- **EXERCISE MATERIALS**:
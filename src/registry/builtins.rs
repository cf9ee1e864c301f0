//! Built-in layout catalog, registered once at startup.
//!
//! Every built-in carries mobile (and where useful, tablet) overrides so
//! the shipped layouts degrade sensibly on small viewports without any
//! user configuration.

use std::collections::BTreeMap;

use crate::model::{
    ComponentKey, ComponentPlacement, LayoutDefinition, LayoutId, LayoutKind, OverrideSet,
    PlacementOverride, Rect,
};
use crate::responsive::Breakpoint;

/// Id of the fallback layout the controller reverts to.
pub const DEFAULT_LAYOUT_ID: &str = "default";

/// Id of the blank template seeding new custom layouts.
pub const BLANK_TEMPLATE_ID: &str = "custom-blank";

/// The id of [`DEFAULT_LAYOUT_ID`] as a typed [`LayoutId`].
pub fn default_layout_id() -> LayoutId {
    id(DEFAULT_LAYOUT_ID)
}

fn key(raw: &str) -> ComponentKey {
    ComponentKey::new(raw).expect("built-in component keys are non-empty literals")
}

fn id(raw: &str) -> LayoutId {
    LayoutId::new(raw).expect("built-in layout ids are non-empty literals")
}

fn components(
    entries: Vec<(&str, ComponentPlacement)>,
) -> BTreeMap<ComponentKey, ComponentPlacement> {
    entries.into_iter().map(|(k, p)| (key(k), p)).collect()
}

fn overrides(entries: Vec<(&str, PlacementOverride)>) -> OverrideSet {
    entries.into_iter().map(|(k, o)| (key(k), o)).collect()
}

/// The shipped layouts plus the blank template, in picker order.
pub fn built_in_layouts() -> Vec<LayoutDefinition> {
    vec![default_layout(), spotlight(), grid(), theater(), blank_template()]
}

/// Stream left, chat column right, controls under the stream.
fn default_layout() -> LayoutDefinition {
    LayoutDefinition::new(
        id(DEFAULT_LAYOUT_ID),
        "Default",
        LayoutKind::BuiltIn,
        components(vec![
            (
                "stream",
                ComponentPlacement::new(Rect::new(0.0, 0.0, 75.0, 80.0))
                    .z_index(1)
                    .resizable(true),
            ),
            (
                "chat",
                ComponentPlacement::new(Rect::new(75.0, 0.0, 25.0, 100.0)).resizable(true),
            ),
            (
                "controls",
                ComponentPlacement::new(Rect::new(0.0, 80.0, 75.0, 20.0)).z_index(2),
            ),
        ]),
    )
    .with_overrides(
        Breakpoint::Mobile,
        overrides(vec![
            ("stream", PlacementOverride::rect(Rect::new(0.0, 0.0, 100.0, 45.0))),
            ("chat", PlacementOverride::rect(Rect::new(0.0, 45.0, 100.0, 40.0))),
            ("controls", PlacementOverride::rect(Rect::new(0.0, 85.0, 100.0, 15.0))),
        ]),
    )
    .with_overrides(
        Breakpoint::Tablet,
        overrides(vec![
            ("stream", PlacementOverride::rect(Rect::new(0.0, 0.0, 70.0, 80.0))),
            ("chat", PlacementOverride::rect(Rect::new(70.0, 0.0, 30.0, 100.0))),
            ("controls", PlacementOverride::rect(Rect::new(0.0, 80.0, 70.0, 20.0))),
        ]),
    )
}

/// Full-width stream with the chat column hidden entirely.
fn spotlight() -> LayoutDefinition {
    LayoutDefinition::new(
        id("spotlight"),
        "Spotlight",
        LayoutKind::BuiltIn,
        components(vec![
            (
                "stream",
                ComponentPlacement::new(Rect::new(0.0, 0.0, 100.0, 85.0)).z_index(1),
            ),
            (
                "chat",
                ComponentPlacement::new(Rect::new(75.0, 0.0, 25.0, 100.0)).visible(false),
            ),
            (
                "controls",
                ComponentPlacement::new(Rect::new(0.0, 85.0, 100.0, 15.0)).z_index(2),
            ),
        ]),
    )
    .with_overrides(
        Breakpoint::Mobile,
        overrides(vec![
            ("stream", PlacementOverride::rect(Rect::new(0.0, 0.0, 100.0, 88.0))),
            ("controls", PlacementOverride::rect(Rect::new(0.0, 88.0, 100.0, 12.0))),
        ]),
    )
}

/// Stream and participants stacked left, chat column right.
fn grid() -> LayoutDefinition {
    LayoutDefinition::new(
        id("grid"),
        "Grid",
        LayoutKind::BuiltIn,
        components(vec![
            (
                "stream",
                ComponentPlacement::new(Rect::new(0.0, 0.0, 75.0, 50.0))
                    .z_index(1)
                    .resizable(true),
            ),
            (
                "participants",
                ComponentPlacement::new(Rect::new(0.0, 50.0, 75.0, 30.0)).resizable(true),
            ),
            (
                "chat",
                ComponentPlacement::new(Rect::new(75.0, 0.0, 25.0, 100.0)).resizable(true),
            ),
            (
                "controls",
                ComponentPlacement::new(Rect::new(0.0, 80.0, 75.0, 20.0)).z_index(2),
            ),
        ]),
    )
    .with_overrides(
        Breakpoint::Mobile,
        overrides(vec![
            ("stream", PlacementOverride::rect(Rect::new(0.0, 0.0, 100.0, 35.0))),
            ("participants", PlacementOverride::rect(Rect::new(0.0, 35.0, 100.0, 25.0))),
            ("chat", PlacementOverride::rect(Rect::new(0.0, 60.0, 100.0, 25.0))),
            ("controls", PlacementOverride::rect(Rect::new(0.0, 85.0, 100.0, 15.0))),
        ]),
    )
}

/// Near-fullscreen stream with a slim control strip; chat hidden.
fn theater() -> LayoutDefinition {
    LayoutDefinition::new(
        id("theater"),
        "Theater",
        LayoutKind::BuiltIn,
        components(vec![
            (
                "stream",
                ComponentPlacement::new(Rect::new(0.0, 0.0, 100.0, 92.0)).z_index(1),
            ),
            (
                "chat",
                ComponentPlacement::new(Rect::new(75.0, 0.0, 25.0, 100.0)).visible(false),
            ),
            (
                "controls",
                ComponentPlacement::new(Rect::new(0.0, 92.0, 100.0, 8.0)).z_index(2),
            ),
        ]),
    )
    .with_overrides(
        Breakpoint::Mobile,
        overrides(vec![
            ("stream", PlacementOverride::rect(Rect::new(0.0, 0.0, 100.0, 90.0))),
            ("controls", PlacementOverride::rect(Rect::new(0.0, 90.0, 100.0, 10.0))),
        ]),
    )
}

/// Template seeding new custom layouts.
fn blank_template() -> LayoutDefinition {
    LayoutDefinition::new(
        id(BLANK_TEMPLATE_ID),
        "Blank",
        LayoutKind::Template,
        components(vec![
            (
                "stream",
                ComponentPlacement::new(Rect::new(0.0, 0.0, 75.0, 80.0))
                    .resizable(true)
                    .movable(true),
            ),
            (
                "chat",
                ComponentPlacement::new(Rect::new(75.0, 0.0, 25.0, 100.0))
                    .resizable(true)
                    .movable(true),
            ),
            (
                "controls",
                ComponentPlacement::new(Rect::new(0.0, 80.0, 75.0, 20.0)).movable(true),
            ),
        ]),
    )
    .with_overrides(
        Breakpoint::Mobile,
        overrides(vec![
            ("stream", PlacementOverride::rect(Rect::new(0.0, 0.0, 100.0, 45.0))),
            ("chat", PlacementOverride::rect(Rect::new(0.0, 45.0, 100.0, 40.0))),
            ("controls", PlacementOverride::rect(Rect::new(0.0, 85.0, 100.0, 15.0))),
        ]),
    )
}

- **WHAT YOU NEED TO DO**: Please count the lines in the material above that hold "participants", and state only the number.

- **RESULT OF THIS EXERCISE**: 3